**ASSIGNMENT:** Look through the data below and show every line that includes "grammar".

**DATA:**
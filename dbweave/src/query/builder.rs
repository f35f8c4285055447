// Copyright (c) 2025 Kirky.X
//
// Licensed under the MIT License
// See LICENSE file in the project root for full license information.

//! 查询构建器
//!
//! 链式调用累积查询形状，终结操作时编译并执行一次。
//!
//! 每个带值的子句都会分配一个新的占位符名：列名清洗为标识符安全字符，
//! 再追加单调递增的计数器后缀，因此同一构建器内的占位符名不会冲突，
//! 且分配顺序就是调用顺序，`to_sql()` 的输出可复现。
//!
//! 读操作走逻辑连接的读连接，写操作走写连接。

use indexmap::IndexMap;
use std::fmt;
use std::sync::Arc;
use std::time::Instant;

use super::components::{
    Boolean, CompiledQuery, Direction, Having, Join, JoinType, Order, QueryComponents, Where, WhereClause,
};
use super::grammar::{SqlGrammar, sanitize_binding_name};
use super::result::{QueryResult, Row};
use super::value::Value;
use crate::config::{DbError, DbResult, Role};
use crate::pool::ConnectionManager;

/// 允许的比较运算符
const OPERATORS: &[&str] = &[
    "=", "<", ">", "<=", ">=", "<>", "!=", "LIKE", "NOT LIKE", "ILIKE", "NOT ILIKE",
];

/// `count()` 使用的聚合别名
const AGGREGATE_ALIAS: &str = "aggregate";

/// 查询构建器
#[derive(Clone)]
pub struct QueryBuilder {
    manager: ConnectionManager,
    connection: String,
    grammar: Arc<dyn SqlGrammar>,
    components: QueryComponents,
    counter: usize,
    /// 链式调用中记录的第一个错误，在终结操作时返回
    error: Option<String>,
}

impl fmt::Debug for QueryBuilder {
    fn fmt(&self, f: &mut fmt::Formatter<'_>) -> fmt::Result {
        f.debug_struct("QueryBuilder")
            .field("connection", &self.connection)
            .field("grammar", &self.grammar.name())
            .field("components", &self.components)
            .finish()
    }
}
==
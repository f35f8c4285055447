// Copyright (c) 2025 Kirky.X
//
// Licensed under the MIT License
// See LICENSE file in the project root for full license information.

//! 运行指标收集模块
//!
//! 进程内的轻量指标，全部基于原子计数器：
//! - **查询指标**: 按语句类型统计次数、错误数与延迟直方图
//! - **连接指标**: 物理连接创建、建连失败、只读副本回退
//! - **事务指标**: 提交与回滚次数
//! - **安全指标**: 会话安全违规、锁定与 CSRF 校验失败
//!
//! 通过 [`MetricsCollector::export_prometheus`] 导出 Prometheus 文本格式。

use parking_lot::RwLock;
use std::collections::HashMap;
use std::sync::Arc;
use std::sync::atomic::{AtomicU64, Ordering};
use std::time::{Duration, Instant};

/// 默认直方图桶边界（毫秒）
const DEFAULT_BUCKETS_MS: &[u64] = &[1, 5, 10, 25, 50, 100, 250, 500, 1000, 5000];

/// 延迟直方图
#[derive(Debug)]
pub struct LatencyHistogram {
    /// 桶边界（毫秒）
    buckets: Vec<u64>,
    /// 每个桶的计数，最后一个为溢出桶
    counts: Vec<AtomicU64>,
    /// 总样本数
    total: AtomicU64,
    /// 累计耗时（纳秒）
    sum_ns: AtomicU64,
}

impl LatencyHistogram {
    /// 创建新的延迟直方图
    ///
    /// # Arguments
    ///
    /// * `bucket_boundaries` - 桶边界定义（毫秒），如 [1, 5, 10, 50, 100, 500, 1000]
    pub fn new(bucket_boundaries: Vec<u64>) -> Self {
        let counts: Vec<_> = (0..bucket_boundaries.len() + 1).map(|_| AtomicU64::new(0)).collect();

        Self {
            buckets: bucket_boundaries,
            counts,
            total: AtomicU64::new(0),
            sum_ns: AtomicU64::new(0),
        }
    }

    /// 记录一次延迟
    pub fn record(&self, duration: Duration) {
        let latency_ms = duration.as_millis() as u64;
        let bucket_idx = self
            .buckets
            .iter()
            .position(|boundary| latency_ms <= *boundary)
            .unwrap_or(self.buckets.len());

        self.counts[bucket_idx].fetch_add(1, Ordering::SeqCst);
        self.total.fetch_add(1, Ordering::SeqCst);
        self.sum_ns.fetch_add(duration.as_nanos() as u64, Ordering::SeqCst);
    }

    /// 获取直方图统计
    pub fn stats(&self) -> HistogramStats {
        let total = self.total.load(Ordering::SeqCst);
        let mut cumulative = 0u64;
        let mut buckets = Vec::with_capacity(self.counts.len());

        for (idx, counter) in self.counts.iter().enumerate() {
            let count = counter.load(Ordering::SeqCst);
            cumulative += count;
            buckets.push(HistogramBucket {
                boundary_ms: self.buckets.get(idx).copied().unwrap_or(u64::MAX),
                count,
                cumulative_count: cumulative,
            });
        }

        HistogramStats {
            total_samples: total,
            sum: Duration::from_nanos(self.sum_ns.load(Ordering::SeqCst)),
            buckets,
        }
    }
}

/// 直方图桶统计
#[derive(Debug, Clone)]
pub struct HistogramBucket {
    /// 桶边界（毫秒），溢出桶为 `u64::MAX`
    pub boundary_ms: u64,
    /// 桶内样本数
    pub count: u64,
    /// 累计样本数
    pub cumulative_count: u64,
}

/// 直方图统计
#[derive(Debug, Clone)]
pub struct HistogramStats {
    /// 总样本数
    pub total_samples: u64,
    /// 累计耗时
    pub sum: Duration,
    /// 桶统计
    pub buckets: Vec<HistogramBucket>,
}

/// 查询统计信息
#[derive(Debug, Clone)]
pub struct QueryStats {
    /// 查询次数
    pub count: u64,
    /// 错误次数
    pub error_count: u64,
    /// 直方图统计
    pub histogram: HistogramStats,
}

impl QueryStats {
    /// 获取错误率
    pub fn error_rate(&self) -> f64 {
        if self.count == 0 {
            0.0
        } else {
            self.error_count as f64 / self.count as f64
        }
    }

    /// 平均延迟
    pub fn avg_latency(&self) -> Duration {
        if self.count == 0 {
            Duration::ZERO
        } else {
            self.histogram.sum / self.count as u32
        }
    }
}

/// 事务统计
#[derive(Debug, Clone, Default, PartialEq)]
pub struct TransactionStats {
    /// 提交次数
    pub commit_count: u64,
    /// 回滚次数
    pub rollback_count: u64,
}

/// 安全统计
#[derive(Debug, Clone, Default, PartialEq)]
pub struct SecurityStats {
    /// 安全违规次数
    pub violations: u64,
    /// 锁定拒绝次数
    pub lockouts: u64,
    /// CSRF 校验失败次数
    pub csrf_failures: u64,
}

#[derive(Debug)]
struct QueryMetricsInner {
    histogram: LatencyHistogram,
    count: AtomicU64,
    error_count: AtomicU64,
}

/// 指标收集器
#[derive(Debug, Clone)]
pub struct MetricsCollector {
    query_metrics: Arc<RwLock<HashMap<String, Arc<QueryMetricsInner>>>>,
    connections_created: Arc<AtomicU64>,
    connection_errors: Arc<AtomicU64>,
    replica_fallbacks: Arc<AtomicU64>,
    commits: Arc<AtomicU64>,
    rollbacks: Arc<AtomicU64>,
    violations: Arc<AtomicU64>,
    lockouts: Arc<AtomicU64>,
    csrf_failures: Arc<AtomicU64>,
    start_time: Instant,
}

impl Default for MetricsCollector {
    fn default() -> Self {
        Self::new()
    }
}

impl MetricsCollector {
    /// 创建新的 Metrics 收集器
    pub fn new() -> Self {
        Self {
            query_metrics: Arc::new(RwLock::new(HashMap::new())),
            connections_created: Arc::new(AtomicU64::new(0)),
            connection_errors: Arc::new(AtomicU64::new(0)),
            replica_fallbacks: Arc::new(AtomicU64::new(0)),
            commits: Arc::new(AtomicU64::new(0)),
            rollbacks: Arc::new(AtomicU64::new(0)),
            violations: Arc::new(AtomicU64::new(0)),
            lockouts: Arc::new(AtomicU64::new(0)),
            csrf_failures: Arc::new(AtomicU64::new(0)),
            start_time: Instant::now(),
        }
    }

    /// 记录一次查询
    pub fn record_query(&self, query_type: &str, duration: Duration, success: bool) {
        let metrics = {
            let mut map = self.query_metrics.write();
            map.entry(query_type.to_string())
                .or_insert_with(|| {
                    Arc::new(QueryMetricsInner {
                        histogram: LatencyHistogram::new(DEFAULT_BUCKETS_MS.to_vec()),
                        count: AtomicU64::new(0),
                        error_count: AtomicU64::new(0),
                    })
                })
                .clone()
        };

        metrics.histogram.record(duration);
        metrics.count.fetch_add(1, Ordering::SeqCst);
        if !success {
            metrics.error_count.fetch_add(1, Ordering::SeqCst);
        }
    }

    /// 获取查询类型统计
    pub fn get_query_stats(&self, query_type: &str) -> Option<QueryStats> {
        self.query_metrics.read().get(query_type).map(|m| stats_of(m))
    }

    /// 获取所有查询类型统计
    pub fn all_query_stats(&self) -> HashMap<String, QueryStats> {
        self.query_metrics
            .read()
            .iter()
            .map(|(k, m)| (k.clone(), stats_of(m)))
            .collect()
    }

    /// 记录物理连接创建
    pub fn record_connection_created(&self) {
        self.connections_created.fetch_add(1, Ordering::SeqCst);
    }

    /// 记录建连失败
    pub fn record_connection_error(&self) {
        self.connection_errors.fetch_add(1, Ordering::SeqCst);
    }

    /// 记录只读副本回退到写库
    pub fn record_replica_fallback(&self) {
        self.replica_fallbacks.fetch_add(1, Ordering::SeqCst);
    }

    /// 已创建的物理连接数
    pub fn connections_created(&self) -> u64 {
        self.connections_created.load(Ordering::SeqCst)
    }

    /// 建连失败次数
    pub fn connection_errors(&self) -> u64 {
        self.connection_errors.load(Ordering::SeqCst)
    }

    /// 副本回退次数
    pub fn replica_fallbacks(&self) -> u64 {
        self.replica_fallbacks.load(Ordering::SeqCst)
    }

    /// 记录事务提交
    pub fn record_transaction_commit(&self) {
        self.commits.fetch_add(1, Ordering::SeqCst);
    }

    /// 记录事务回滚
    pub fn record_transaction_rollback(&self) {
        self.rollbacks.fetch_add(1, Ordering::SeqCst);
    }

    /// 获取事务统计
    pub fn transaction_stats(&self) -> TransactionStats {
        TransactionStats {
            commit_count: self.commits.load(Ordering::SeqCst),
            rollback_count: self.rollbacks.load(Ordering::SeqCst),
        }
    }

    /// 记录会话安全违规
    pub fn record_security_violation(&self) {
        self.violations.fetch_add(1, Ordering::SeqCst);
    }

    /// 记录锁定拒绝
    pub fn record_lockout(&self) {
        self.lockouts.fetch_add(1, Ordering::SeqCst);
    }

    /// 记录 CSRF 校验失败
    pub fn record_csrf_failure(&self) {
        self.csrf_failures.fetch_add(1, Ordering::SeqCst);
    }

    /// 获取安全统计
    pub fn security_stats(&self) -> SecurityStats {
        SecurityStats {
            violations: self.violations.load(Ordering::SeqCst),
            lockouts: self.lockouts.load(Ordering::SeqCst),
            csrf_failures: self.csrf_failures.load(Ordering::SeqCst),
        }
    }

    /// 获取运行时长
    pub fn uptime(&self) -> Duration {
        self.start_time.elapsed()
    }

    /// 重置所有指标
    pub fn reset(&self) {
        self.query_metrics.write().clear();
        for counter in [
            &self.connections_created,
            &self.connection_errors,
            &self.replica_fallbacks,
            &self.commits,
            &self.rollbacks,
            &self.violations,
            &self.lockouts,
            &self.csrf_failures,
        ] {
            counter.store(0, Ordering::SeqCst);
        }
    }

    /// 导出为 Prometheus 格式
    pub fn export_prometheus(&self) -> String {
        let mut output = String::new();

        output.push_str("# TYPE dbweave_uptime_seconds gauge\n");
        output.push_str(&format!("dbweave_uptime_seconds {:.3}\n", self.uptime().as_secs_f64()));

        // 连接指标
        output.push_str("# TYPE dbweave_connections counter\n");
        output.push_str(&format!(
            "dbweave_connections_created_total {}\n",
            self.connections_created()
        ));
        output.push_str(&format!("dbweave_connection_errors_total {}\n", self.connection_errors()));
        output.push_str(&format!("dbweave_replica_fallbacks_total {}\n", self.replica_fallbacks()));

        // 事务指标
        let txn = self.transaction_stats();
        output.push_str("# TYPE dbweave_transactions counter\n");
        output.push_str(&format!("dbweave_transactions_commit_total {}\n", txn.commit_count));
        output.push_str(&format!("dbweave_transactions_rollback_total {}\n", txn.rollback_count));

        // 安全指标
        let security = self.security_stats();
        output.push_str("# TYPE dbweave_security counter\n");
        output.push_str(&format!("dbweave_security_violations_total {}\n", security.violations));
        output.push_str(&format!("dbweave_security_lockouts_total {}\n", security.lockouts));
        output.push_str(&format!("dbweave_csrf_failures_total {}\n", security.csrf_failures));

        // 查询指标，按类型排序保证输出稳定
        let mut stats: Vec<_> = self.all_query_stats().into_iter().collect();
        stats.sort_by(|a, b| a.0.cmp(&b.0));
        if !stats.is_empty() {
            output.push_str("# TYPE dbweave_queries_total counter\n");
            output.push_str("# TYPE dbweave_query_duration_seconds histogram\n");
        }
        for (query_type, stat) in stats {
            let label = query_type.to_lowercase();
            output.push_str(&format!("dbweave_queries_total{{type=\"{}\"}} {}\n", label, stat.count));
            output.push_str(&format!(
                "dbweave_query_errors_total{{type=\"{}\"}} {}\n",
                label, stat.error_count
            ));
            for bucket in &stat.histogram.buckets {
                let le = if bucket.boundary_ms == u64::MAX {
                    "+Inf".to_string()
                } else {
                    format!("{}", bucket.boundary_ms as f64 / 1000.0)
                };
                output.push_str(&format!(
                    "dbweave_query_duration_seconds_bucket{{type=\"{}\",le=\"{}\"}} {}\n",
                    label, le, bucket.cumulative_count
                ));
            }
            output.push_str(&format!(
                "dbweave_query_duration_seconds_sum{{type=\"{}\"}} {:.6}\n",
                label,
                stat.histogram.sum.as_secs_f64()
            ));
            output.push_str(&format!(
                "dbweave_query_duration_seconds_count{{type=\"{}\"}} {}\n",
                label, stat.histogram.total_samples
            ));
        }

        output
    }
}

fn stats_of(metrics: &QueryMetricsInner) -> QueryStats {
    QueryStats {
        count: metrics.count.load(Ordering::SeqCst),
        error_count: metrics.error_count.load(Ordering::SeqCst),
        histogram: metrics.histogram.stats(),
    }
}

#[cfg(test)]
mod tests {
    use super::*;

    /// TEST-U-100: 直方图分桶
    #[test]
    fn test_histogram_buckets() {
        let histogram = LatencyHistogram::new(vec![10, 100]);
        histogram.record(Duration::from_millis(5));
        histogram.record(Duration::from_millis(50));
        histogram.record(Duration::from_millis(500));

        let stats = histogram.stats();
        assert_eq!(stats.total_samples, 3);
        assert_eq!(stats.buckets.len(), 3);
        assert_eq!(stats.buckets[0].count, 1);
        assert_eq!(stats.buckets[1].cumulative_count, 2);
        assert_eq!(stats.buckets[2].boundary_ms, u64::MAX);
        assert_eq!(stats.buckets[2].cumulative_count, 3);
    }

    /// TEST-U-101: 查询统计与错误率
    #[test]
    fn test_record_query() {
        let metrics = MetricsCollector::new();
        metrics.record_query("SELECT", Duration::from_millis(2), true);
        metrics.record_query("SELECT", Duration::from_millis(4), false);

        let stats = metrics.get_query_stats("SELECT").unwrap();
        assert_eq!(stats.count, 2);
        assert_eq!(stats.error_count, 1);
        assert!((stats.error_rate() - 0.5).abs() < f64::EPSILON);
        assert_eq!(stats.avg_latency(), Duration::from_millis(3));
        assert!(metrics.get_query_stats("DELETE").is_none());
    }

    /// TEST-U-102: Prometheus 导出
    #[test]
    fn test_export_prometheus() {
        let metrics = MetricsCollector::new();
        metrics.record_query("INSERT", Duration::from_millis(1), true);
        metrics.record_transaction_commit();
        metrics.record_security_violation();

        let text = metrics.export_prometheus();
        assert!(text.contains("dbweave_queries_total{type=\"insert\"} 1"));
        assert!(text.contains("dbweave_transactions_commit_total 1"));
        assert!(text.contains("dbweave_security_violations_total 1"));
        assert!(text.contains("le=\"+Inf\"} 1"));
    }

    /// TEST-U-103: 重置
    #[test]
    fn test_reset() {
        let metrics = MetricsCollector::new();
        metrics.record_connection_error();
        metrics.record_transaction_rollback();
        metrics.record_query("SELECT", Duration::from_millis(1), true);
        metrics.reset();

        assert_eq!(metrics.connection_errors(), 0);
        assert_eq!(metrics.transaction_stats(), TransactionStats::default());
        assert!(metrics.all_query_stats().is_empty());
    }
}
* * *
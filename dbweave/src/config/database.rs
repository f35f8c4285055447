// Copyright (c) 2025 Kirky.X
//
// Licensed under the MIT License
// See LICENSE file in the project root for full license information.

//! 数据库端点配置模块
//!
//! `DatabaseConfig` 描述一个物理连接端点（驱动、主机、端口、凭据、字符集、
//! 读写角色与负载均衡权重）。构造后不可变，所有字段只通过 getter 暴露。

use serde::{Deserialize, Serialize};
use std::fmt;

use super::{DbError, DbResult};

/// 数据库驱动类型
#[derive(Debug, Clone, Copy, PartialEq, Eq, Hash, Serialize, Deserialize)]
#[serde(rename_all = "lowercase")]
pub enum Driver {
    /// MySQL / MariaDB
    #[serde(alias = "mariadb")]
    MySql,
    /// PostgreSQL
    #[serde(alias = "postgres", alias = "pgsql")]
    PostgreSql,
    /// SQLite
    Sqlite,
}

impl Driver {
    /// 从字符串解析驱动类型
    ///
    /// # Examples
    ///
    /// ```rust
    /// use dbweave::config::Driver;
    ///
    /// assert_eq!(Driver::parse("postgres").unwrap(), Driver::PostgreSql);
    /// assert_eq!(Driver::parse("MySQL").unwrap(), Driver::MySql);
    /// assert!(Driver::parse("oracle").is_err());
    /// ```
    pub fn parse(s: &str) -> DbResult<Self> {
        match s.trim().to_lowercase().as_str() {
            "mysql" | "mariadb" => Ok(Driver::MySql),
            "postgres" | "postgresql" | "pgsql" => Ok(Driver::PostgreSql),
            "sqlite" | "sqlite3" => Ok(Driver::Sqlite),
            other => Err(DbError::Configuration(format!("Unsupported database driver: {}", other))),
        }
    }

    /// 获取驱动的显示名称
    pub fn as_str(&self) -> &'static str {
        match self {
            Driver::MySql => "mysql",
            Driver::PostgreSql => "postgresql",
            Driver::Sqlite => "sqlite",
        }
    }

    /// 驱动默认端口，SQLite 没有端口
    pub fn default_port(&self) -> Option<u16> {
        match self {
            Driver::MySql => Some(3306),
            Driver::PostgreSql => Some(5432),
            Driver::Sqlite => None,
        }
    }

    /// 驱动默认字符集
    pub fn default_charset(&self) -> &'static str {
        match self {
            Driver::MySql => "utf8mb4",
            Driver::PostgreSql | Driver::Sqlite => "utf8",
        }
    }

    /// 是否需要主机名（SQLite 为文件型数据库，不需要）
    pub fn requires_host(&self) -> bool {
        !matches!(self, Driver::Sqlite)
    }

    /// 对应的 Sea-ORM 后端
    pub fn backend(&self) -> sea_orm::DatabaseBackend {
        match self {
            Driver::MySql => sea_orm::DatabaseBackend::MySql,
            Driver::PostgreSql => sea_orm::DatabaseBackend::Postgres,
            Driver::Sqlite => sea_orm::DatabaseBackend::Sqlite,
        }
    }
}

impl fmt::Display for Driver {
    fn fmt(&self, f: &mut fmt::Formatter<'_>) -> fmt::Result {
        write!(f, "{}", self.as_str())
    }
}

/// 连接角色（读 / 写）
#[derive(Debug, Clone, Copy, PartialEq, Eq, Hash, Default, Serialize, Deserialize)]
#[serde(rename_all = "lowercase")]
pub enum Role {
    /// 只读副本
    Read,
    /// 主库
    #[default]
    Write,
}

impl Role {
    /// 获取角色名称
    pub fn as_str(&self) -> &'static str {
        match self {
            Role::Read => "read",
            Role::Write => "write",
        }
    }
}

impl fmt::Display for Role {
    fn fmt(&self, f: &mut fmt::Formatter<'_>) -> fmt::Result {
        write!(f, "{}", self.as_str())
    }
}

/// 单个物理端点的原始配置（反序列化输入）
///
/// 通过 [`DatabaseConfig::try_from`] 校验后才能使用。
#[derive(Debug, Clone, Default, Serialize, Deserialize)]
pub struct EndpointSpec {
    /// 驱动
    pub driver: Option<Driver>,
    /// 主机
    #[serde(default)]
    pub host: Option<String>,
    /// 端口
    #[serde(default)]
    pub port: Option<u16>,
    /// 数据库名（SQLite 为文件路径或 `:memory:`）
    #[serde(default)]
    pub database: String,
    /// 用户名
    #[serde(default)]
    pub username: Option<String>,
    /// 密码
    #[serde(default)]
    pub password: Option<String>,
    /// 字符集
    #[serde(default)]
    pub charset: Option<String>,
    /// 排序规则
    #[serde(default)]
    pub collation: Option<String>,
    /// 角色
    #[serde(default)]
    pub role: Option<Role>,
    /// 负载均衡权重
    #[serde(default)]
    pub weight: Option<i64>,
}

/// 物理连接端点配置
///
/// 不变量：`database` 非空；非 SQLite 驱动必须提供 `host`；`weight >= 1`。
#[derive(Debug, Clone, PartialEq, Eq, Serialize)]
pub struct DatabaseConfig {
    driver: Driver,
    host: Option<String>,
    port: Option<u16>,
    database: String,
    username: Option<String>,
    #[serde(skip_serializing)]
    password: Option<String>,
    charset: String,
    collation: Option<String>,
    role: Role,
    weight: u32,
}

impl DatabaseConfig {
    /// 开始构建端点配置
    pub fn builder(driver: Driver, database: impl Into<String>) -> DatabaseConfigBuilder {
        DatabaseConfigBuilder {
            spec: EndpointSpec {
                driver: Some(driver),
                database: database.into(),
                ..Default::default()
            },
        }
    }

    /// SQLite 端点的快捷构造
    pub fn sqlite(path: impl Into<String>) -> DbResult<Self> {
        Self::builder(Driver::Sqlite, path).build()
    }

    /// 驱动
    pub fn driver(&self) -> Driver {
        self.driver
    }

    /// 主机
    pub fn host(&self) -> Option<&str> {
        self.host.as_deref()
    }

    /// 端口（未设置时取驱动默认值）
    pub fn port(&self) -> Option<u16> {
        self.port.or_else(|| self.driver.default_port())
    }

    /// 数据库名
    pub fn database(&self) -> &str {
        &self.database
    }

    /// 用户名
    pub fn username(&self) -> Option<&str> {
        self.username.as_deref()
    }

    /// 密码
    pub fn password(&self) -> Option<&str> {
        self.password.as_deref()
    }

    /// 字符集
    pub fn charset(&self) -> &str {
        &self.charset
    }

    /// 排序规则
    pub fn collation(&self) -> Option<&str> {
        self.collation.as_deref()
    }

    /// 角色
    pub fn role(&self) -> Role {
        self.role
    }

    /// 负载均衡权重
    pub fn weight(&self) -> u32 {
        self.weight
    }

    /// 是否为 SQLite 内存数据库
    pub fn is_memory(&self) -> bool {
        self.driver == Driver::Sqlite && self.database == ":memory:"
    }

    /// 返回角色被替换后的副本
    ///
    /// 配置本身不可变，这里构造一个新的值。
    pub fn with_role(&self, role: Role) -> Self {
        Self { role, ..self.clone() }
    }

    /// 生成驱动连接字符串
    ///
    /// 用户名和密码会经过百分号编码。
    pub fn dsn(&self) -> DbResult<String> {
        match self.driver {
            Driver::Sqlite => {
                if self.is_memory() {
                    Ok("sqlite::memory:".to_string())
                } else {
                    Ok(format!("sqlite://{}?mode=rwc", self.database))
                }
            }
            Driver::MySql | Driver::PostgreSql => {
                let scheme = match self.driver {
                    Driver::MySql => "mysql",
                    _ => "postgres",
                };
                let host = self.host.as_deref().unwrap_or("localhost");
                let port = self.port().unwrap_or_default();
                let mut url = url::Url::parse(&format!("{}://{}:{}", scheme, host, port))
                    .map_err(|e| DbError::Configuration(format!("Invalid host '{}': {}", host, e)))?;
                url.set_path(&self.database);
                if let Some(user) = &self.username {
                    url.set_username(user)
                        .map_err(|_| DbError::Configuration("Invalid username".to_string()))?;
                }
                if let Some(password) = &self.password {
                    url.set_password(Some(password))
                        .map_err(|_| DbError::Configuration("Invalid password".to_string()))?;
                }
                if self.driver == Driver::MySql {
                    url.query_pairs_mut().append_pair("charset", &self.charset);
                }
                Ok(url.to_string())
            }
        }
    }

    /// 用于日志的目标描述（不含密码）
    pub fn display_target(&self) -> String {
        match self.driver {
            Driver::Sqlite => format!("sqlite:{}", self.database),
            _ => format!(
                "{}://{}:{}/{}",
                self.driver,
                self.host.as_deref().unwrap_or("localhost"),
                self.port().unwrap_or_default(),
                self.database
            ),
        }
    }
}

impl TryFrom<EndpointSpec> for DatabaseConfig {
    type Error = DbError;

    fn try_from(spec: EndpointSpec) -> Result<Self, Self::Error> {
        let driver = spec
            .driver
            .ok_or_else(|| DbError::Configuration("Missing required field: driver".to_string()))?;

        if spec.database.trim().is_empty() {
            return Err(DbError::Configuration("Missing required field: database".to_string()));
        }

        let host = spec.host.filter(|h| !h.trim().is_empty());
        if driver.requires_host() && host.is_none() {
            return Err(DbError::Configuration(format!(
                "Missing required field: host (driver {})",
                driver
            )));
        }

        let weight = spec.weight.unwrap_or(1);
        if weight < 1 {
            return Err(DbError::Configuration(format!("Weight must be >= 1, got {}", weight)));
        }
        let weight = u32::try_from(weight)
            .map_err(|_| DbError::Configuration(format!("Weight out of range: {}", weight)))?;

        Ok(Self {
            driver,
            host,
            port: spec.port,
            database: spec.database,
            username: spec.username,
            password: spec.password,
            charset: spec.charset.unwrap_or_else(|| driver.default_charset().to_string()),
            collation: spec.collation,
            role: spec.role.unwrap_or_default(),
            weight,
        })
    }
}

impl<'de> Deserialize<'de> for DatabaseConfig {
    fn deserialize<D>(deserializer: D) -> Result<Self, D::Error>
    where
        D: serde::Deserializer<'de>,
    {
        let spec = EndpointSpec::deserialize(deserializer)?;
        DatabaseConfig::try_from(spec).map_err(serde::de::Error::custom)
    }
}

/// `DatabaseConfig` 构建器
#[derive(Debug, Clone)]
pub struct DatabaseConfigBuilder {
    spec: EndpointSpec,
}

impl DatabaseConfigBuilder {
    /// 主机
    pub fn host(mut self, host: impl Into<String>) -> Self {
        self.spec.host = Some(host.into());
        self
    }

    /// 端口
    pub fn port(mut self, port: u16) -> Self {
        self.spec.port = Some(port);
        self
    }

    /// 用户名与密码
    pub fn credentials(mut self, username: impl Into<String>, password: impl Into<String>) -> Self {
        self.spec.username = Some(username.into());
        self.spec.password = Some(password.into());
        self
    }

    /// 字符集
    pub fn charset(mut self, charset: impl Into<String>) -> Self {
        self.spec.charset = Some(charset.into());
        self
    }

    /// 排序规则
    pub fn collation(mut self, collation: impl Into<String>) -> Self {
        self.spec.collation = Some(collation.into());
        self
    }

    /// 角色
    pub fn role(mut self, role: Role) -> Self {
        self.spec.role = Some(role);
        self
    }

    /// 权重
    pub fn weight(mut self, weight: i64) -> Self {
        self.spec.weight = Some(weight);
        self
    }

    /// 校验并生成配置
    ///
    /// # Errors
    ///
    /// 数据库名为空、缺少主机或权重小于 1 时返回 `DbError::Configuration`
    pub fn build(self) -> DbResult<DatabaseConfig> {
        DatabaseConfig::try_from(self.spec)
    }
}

**RESULT FOR THIS TASK:**
use super::grammar::{SqlGrammar, sanitize_binding_name};
    grammar: Arc<dyn SqlGrammar>,
            .field("grammar", &self.grammar.name())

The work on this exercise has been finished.